Though the intention of this review is not to compare fixation methods, types of grafts used, and site of harvesting, the excellent union rates achieved with each type of synthesis method and from any site of graft harvesting yet unequivocally parallel what has been previously described by colleagues, suggesting that the technique to be used should be sought in the surgeon's confidence with one approach compared to others.

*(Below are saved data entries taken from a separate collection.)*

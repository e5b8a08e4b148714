//! Reward accrual: lazy per-epoch stake-time integrals, pro-rata reward
//! credit, and the linear vesting ledger.
//!
//! Nothing here ticks on its own. Elapsed time is caught up by two passes
//! that every mutation runs, in order, against pre-mutation stake:
//!
//! 1. [`RewardBook::backfill_pool`] walks epochs backward from the current
//!    one and closes every record left open since the pool's last activity,
//!    adding `total_staked × elapsed` per record. It stops at the first
//!    record already closed — everything below is exact and immutable.
//! 2. [`RewardBook::settle_account`] walks the account's own epochs forward
//!    from its last change, accumulates the account's stake-time integral
//!    with the interval-intersection rule, and for every epoch that is now
//!    closed credits the account's budget share across the vesting window.
//!
//! A closed epoch is never revisited for the same account: settlement
//! advances `last_stake_change_at` to `now`, so each (account, epoch) pair
//! is credited exactly once.

use serde::{Deserialize, Serialize};
use std::collections::BTreeMap;
use tidemill_types::fixed_point::{add_u128, mul_div_u128};
use tidemill_types::{
    AccountId, Amount, EpochClock, EpochId, MathError, PoolId, StakeUnits, Timestamp,
};
use tracing::{debug, warn};

use crate::allocation::{AllocationBook, ALLOCATION_DENOM};
use crate::error::{EngineError, EngineResult};
use crate::funding::FundingSchedule;

/// Pool-level epoch record: the area under the total-stake curve so far.
#[derive(Debug, Clone, Copy, PartialEq, Eq, Serialize, Deserialize)]
pub struct EpochRecord {
    /// ∫ total_staked dt over the epoch, accurate up to `last_updated_at`.
    pub stake_units: StakeUnits,
    /// High-water mark; once it reaches the epoch end the record is closed
    /// and immutable.
    pub last_updated_at: Timestamp,
}

impl EpochRecord {
    fn closed(&self, epoch_end: Timestamp) -> bool {
        self.last_updated_at >= epoch_end
    }
}

/// `amount × dt` in stake-units, failing on overflow.
fn stake_time(amount: Amount, dt: u64) -> Result<StakeUnits, MathError> {
    amount
        .checked_mul(dt as u128)
        .ok_or(MathError::Overflow { op: "stake_time" })
}

/// All reward accrual state: pool epoch records, per-account epoch
/// integrals, per-account change marks, and the vesting ledger.
#[derive(Debug, Clone, Default)]
pub struct RewardBook {
    epochs: BTreeMap<(PoolId, EpochId), EpochRecord>,
    account_units: BTreeMap<(PoolId, EpochId, AccountId), StakeUnits>,
    last_change: BTreeMap<(PoolId, AccountId), Timestamp>,
    vesting: BTreeMap<AccountId, BTreeMap<EpochId, Amount>>,
}
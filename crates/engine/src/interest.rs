//! Yield interest accrual: a cumulative per-pool yield-per-unit-stake
//! index and each account's claimable slice since its last settlement.
//!
//! The index only ever grows. It is recomputed from the holder's observed
//! yield-bearing balance, and the recompute is rate-limited: realizing
//! pending external yield is an expensive collaborator call, so it only
//! happens once the observed balance has drifted past a relative threshold
//! since the last snapshot (or unconditionally when the threshold is 0).
//! Interest is paid the moment it is computed; vesting applies to rewards
//! only.

use serde::{Deserialize, Serialize};
use std::collections::BTreeMap;
use tidemill_types::fixed_point::{add_u128, mul_div_u128, sub_u128};
use tidemill_types::{AccountId, Amount, FixedPoint, PoolId, FP_SCALE};
use tracing::debug;

use crate::error::{EngineError, EngineResult};
use crate::yield_source::YieldSource;

/// Relative drift denominator: thresholds are in basis points.
const BPS_DENOM: u128 = 10_000;

/// Per-pool yield accumulator state.
#[derive(Debug, Clone, Copy, Default, PartialEq, Eq, Serialize, Deserialize)]
pub struct PoolYield {
    /// Observed yield-bearing balance at the last index recompute.
    pub last_snapshot: Amount,
    /// Cumulative yield per unit of stake, scaled by [`FP_SCALE`].
    /// Monotonically non-decreasing.
    pub index: FixedPoint,
}

/// All yield accrual state.
#[derive(Debug, Clone, Default)]
pub struct YieldBook {
    pools: BTreeMap<PoolId, PoolYield>,
    last_seen: BTreeMap<(PoolId, AccountId), FixedPoint>,
}

impl YieldBook {
    pub fn new() -> Self {
        Self::default()
    }

    pub fn pool_yield(&self, pool: PoolId) -> PoolYield {
        self.pools.get(&pool).copied().unwrap_or_default()
    }

    pub fn last_index_seen(&self, pool: PoolId, account: AccountId) -> Option<FixedPoint> {
        self.last_seen.get(&(pool, account)).copied()
    }

    /// Settle one account's yield interest in one pool.
    ///
    /// Returns the amount to pay from the pool holder to the account; the
    /// caller queues the custody transfer. The account's index mark always
    /// advances to the current index, even for a zero payout, so dust never
    /// re-accrues. The pool's own holder settles to nothing (self-yield is
    /// not claimable).
    #[allow(clippy::too_many_arguments)]
    pub fn settle_yield(
        &mut self,
        source: &mut dyn YieldSource,
        pool: PoolId,
        holder: AccountId,
        account: AccountId,
        account_stake: Amount,
        total_staked: Amount,
        drift_bps: u32,
    ) -> EngineResult<Amount> {
        if account == holder {
            return Ok(0);
        }

        self.refresh_index(source, pool, holder, total_staked, drift_bps)?;
        let current = self.pool_yield(pool).index;

        let Some(seen) = self.last_seen.get(&(pool, account)).copied() else {
            // First touch: mark the index, nothing accrued yet.
            self.last_seen.insert((pool, account), current);
            return Ok(0);
        };

        let gained = sub_u128(current, seen)?;
        let due = mul_div_u128(account_stake, gained, FP_SCALE)?;
        self.last_seen.insert((pool, account), current);

        if due > 0 {
            // The payout leaves the holder, so the snapshot must shrink
            // with it or the next drift check would read the payout as
            // negative yield.
            let state = self.pools.entry(pool).or_default();
            state.last_snapshot = sub_u128(state.last_snapshot, due)?;
            debug!(%pool, %account, due, "yield interest settled");
        }
        Ok(due)
    }

    /// Recompute the pool index from newly realized yield if the observed
    /// balance has drifted past `drift_bps` relative to the last snapshot.
    fn refresh_index(
        &mut self,
        source: &mut dyn YieldSource,
        pool: PoolId,
        holder: AccountId,
        total_staked: Amount,
        drift_bps: u32,
    ) -> EngineResult<()> {
        if total_staked == 0 {
            return Ok(());
        }
        let state = self.pools.entry(pool).or_default();

        let observed = source
            .observed_balance(pool, holder)
            .map_err(|e| EngineError::YieldSource {
                reason: e.to_string(),
            })?;
        if !drift_exceeded(state.last_snapshot, observed, drift_bps) {
            return Ok(());
        }

        source
            .realize(pool, holder)
            .map_err(|e| EngineError::YieldSource {
                reason: e.to_string(),
            })?;
        let realized = source
            .observed_balance(pool, holder)
            .map_err(|e| EngineError::YieldSource {
                reason: e.to_string(),
            })?;

        // A shrinking balance is a collaborator fault, not silently clamped.
        let gained = sub_u128(realized, state.last_snapshot)?;
        if gained > 0 {
            let delta = mul_div_u128(gained, FP_SCALE, total_staked)?;
            state.index = add_u128(state.index, delta)?;
            state.last_snapshot = realized;
            debug!(
                %pool,
                gained,
                index = state.index,
                "yield index recomputed"
            );
        }
        Ok(())
    }
}

/// True when `observed` has moved more than `drift_bps` away from
/// `snapshot`, relative to `snapshot`. A zero threshold always triggers; a
/// zero snapshot triggers on any nonzero observation.
fn drift_exceeded(snapshot: Amount, observed: Amount, drift_bps: u32) -> bool {
    if drift_bps == 0 {
        return true;
    }
    let diff = observed.abs_diff(snapshot);
    if diff == 0 {
        return false;
    }
    if snapshot == 0 {
        return true;
    }
    // diff / snapshot > drift_bps / 10_000, kept in integers
    diff.saturating_mul(BPS_DENOM) > snapshot.saturating_mul(drift_bps as u128)
}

Regardless of the method used, the maintenance of the vascular support of the scaphoid, the preparation of the graft site by accurate debridement of the fibrous tissues and the most superficial necrotic bone of the fracture site, the reduction of the bone gap, the affixing of bone grafting, and the internal stabilization are remarkably important [21, 23].

Surgical complications

The perioperative complications following wrist arthroscopy ranging from 1.2% to 5% and include infections, extensor tendon injury, superficial sensory neuropraxia, dorsal wrist ganglion, stiffness, or complex regional pain syndrome [24]. In this selection of papers, exclusively Wong [24] reports the occurrence of some perioperative complications. According to other authors [22, 24], such the small number of reported adverse events is due in part to the low complication rate that accompanies this type of surgery. On the other hand, the small number of cases selected limits the statistical potentiality to evaluate rare events.

Wrist arthroscopy

Wrist arthroscopy presents a considerable learning difficulty, but advantages, compared to classical techniques, lead an increasing number of surgeons to use arthroscopic techniques. It is a relatively safe procedure that in current day represents the diagnostic and therapeutic gold standard for an extensive variety of pathological conditions.

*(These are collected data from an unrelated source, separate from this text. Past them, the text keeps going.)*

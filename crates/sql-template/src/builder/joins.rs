//! JOIN clauses and inner-join alias promotion

use super::sql_builder::{BuilderState, SqlBuilder};
use crate::clause::ClauseKind;
use crate::params::Parameters;

impl SqlBuilder {
    /// Add an INNER JOIN, e.g. `Brands b ON b.Id = p.BrandId`
    pub fn inner_join(&mut self, sql: &str, parameters: impl Into<Parameters>) -> &mut Self {
        self.add_kind(ClauseKind::InnerJoin, sql, parameters.into(), false)
    }

    /// Add an INNER JOIN and record the alias it introduces
    ///
    /// Recorded aliases drive [`SqlBuilder::resolve_inner_join_clauses`].
    pub fn inner_join_as(
        &mut self,
        alias: &str,
        sql: &str,
        parameters: impl Into<Parameters>,
    ) -> &mut Self {
        {
            let mut state = self.state.borrow_mut();
            if !state.inner_join_aliases.iter().any(|a| a == alias) {
                state.inner_join_aliases.push(alias.to_string());
            }
        }
        self.inner_join(sql, parameters)
    }

    pub fn left_join(&mut self, sql: &str, parameters: impl Into<Parameters>) -> &mut Self {
        self.add_kind(ClauseKind::LeftJoin, sql, parameters.into(), false)
    }

    pub fn right_join(&mut self, sql: &str, parameters: impl Into<Parameters>) -> &mut Self {
        self.add_kind(ClauseKind::RightJoin, sql, parameters.into(), false)
    }

    /// Plain `JOIN`
    pub fn join(&mut self, sql: &str, parameters: impl Into<Parameters>) -> &mut Self {
        self.add_kind(ClauseKind::Join, sql, parameters.into(), false)
    }

    pub fn insight_inner_join(&mut self, sql: &str, parameters: impl Into<Parameters>) -> &mut Self {
        self.add_kind(ClauseKind::InsightInnerJoin, sql, parameters.into(), false)
    }

    pub fn insight_left_join(&mut self, sql: &str, parameters: impl Into<Parameters>) -> &mut Self {
        self.add_kind(ClauseKind::InsightLeftJoin, sql, parameters.into(), false)
    }

    /// Move inner select expressions that reference an inner-joined alias
    /// into the outer select list
    ///
    /// Inner joins live in the outer query, so the inner query cannot see
    /// their aliases. Order and parameters of the moved clauses are kept.
    pub fn resolve_inner_join_clauses(&mut self) -> &mut Self {
        promote_inner_join_selects(&mut self.state.borrow_mut());
        self
    }
}

fn promote_inner_join_selects(state: &mut BuilderState) {
    if state.inner_join_aliases.is_empty() {
        return;
    }

    let insight = ClauseKind::InsightSelect.name();
    let aliases = &state.inner_join_aliases;
    let promoted = match state.store.group_mut(insight) {
        Some(group) => {
            group.extract(|clause| aliases.iter().any(|a| references_alias(&clause.sql, a)))
        }
        None => return,
    };
    if promoted.is_empty() {
        return;
    }

    tracing::debug!(
        "Promoting {} inner select expression(s) to the outer select",
        promoted.len()
    );
    if !state.store.has_group(insight) {
        state.store.clear_group(insight);
    }
    state
        .store
        .append_clauses(ClauseKind::Select.name(), ClauseKind::Select.format(), promoted);
}

/// Whether `sql` contains `alias.` not preceded by an identifier character
fn references_alias(sql: &str, alias: &str) -> bool {
    let needle = format!("{}.", alias);
    sql.match_indices(&needle).any(|(index, _)| {
        sql[..index]
            .chars()
            .next_back()
            .map_or(true, |c| !(c.is_ascii_alphanumeric() || c == '_'))
    })
}
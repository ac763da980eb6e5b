//! # sql-template: SQL clause composition for repository queries
//!
//! Repository code builds a query by registering SQL fragments on a
//! [`SqlBuilder`] (selects, joins, predicates, ordering, paging) and then
//! creating a [`Template`]: a skeleton with `/**name**/` markers that is
//! resolved lazily into `(raw_sql, parameters)`.
//!
//! The layer does not parse or validate SQL. Errors in the produced SQL
//! surface when the driver executes it.

pub mod builder;
pub mod clause;
pub mod config;
pub mod dialect;
pub mod error;
pub mod execution;
pub mod params;
pub mod template;

#[cfg(test)]
mod tests;

pub use builder::SqlBuilder;
pub use clause::{Clause, ClauseFormat, ClauseGroup, ClauseKind};
pub use config::{MarkerPolicy, TemplateConfig};
pub use dialect::Dialect;
pub use error::{ConfigError, TemplateError, TemplateResult};
pub use params::Parameters;
pub use template::{PositionalQuery, Template};
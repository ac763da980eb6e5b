//! Named parameter bag
//!
//! Clause parameters merge into one bag per resolution. Keys are kept in
//! insertion order and a later key overwrites an earlier one in place.

use indexmap::IndexMap;
use serde::Serialize;
use serde_json::{Map, Value};

use crate::error::{TemplateError, TemplateResult};

/// Ordered collection of named values bound to a query
#[derive(Debug, Clone, Default, PartialEq)]
pub struct Parameters {
    values: IndexMap<String, Value>,
}

impl Parameters {
    pub fn new() -> Self {
        Self::default()
    }

    /// Build a bag from any serializable struct or map
    ///
    /// Fails unless `value` serializes to a JSON object or null.
    pub fn from_serialize<T: Serialize + ?Sized>(value: &T) -> TemplateResult<Self> {
        match serde_json::to_value(value)? {
            Value::Object(map) => Ok(map.into()),
            Value::Null => Ok(Self::new()),
            other => Err(TemplateError::InvalidParameters {
                message: format!("expected an object of named values, got {}", other),
            }),
        }
    }

    /// Add or overwrite a single value
    pub fn bind<K: Into<String>, V: Into<Value>>(mut self, name: K, value: V) -> Self {
        self.insert(name, value);
        self
    }

    pub fn insert<K: Into<String>, V: Into<Value>>(&mut self, name: K, value: V) {
        self.values.insert(name.into(), value.into());
    }

    /// Merge every value of `other`, overwriting colliding names
    pub fn merge(&mut self, other: &Parameters) {
        for (name, value) in &other.values {
            self.values.insert(name.clone(), value.clone());
        }
    }

    pub fn get(&self, name: &str) -> Option<&Value> {
        self.values.get(name)
    }

    pub fn contains(&self, name: &str) -> bool {
        self.values.contains_key(name)
    }

    pub fn len(&self) -> usize {
        self.values.len()
    }

    pub fn is_empty(&self) -> bool {
        self.values.is_empty()
    }

    pub fn names(&self) -> impl Iterator<Item = &str> {
        self.values.keys().map(String::as_str)
    }

    pub fn iter(&self) -> impl Iterator<Item = (&str, &Value)> {
        self.values.iter().map(|(k, v)| (k.as_str(), v))
    }

    /// Convert into a JSON object, e.g. for logging or a JSON-speaking driver
    pub fn to_json(&self) -> Value {
        Value::Object(
            self.values
                .iter()
                .map(|(k, v)| (k.clone(), v.clone()))
                .collect(),
        )
    }
}

impl From<()> for Parameters {
    fn from(_: ()) -> Self {
        Self::new()
    }
}

impl From<Map<String, Value>> for Parameters {
    fn from(map: Map<String, Value>) -> Self {
        Self {
            values: map.into_iter().collect(),
        }
    }
}

/// Objects become named values and `null` becomes an empty bag. Any other
/// value carries no names, so it is dropped with a warning.
impl From<Value> for Parameters {
    fn from(value: Value) -> Self {
        match value {
            Value::Object(map) => map.into(),
            Value::Null => Self::new(),
            other => {
                tracing::warn!("Ignoring parameter value without names: {}", other);
                Self::new()
            }
        }
    }
}

impl From<Option<Parameters>> for Parameters {
    fn from(value: Option<Parameters>) -> Self {
        value.unwrap_or_default()
    }
}

impl<K: Into<String>, V: Into<Value>> FromIterator<(K, V)> for Parameters {
    fn from_iter<I: IntoIterator<Item = (K, V)>>(iter: I) -> Self {
        Self {
            values: iter
                .into_iter()
                .map(|(k, v)| (k.into(), v.into()))
                .collect(),
        }
    }
}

In the treatment of scaphoid nonunion, this technique allows direct evaluation of the nonunion and other associated soft tissue lesions, if present, with the possibility of intervention and their eventual repair [15, 18, 21, 24]; it facilitates the identification with the correct point of entry of the guide wire and the fixation hardware [24]; it preserves the precarious vascularization of the scaphoid while sparing adjacent tissues [14,15,16, 18, 21,22,23,24]; it allows an excellent debridement of the bone graft site [23]; it avoids wrist and carpal ligaments injury as it does not require an open arthrotomy, which may result in carpal malalignment [14, 16, 20] through a compromised mechanical strength and impaired proprioceptive and neuromuscular control; compared with open surgery, pain, stiffness, and scarring are limited [15].

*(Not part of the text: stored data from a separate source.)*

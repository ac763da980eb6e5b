//! Clause types - kinds, formatting and single fragments

use std::fmt;

use crate::params::Parameters;

/// How a group of clauses is glued together and wrapped
#[derive(Debug, Clone, PartialEq, Eq)]
pub struct ClauseFormat {
    pub joiner: String,
    pub prefix: String,
    pub postfix: String,
}

impl ClauseFormat {
    pub fn new(joiner: &str, prefix: &str, postfix: &str) -> Self {
        Self {
            joiner: joiner.to_string(),
            prefix: prefix.to_string(),
            postfix: postfix.to_string(),
        }
    }
}

/// One SQL fragment with its bound values
#[derive(Debug, Clone, PartialEq)]
pub struct Clause {
    pub sql: String,
    pub parameters: Option<Parameters>,
    /// Member of the parenthesized OR block rather than the joiner chain
    pub inclusive: bool,
}

impl Clause {
    pub fn new(sql: impl Into<String>, parameters: Option<Parameters>, inclusive: bool) -> Self {
        Self {
            sql: sql.into(),
            parameters,
            inclusive,
        }
    }
}

/// Every clause kind the builder knows how to place
#[derive(Debug, Clone, Copy, PartialEq, Eq, Hash)]
pub enum ClauseKind {
    Select,
    InsightSelect,
    Where,
    InsightWhere,
    InnerJoin,
    LeftJoin,
    RightJoin,
    Join,
    InsightInnerJoin,
    InsightLeftJoin,
    OrderBy,
    InsightOrderBy,
    GroupBy,
    InsightGroupBy,
    Having,
    Intersect,
    Set,
    Paging,
    RowNumTake,
    RowNumSkip,
    Parameters,
}

impl ClauseKind {
    pub const ALL: [ClauseKind; 21] = [
        ClauseKind::Select,
        ClauseKind::InsightSelect,
        ClauseKind::Where,
        ClauseKind::InsightWhere,
        ClauseKind::InnerJoin,
        ClauseKind::LeftJoin,
        ClauseKind::RightJoin,
        ClauseKind::Join,
        ClauseKind::InsightInnerJoin,
        ClauseKind::InsightLeftJoin,
        ClauseKind::OrderBy,
        ClauseKind::InsightOrderBy,
        ClauseKind::GroupBy,
        ClauseKind::InsightGroupBy,
        ClauseKind::Having,
        ClauseKind::Intersect,
        ClauseKind::Set,
        ClauseKind::Paging,
        ClauseKind::RowNumTake,
        ClauseKind::RowNumSkip,
        ClauseKind::Parameters,
    ];

    /// Group name, which is also the marker name inside skeletons
    pub fn name(&self) -> &'static str {
        match self {
            ClauseKind::Select => "select",
            ClauseKind::InsightSelect => "insightselect",
            ClauseKind::Where => "where",
            ClauseKind::InsightWhere => "insightwhere",
            ClauseKind::InnerJoin => "innerjoin",
            ClauseKind::LeftJoin => "leftjoin",
            ClauseKind::RightJoin => "rightjoin",
            ClauseKind::Join => "join",
            ClauseKind::InsightInnerJoin => "insightinnerjoin",
            ClauseKind::InsightLeftJoin => "insightleftjoin",
            ClauseKind::OrderBy => "orderby",
            ClauseKind::InsightOrderBy => "insightorderby",
            ClauseKind::GroupBy => "groupby",
            ClauseKind::InsightGroupBy => "insightgroupby",
            ClauseKind::Having => "having",
            ClauseKind::Intersect => "intersect",
            ClauseKind::Set => "set",
            ClauseKind::Paging => "paging",
            ClauseKind::RowNumTake => "rownumtake",
            ClauseKind::RowNumSkip => "rownumskip",
            ClauseKind::Parameters => "--parameters",
        }
    }

    pub fn from_name(name: &str) -> Option<ClauseKind> {
        Self::ALL.iter().copied().find(|kind| kind.name() == name)
    }

    pub fn format(&self) -> ClauseFormat {
        match self {
            ClauseKind::Select | ClauseKind::InsightSelect => ClauseFormat::new(" , ", "", "\n"),
            ClauseKind::Where | ClauseKind::InsightWhere => {
                ClauseFormat::new(" AND ", "\nWHERE ", "\n")
            }
            ClauseKind::InnerJoin | ClauseKind::InsightInnerJoin => {
                ClauseFormat::new("\nINNER JOIN ", "\nINNER JOIN ", "\n")
            }
            ClauseKind::LeftJoin | ClauseKind::InsightLeftJoin => {
                ClauseFormat::new("\nLEFT JOIN ", "\nLEFT JOIN ", "\n")
            }
            ClauseKind::RightJoin => ClauseFormat::new("\nRIGHT JOIN ", "\nRIGHT JOIN ", "\n"),
            ClauseKind::Join => ClauseFormat::new("\nJOIN ", "\nJOIN ", "\n"),
            ClauseKind::OrderBy | ClauseKind::InsightOrderBy => {
                ClauseFormat::new(" , ", "\nORDER BY ", "\n")
            }
            ClauseKind::GroupBy | ClauseKind::InsightGroupBy => {
                ClauseFormat::new(" , ", "\nGROUP BY ", "\n")
            }
            ClauseKind::Having => ClauseFormat::new(" AND ", "\nHAVING ", "\n"),
            ClauseKind::Intersect => ClauseFormat::new("\nINTERSECT\n", "\nINTERSECT\n", "\n"),
            ClauseKind::Set => ClauseFormat::new(" , ", "\nSET ", "\n"),
            ClauseKind::Paging => ClauseFormat::new(" ", "\n", "\n"),
            ClauseKind::RowNumTake | ClauseKind::RowNumSkip => {
                ClauseFormat::new(" AND ", "\nWHERE ", "\n")
            }
            ClauseKind::Parameters => ClauseFormat::new("", "", ""),
        }
    }

    /// Kinds that belong to the inner subquery of a nested template
    pub fn is_insight(&self) -> bool {
        matches!(
            self,
            ClauseKind::InsightSelect
                | ClauseKind::InsightWhere
                | ClauseKind::InsightInnerJoin
                | ClauseKind::InsightLeftJoin
                | ClauseKind::InsightOrderBy
                | ClauseKind::InsightGroupBy
        )
    }

    /// Marker text for this kind, e.g. `/**where**/`
    pub fn marker(&self) -> String {
        marker(self.name())
    }
}

impl fmt::Display for ClauseKind {
    fn fmt(&self, f: &mut fmt::Formatter<'_>) -> fmt::Result {
        write!(f, "{}", self.name())
    }
}

/// Marker text for a group name
pub fn marker(name: &str) -> String {
    format!("/**{}**/", name)
}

Arthroscopy also demonstrates its usefulness in the treatment of coexisting intra-articular disorders, which are reported between 42 and 83% [21, 24, 32,33,34], such as TFCC tears, SL ligament injuries, and LT ligament injuries.

The limitations of using arthroscopic treatment of scaphoid nonunion are the more stringent exclusion criteria of patients with comorbidities at the wrist and carpus (osteoarthritis or radio-carpal instability, concomitant distal radius or carpal fractures, and advanced grade SNAC), severe comminution or loss of substance of the scaphoid [23], the longer learning process of the technique [22], and the longer time required for surgery.

The average cost, where estimated, of the operating room, shows no significant difference from that of the same surgery performed in open [22].

Limitations of the evidence

These results should be further corroborated in the future by the creation of multicenter studies with the same inclusion/exclusion criteria and patient evaluation scores, in order to homogenize the subject cohort, reduce selection and allocation biases, and reach a larger number of cases to enhance the statistical significance of the research.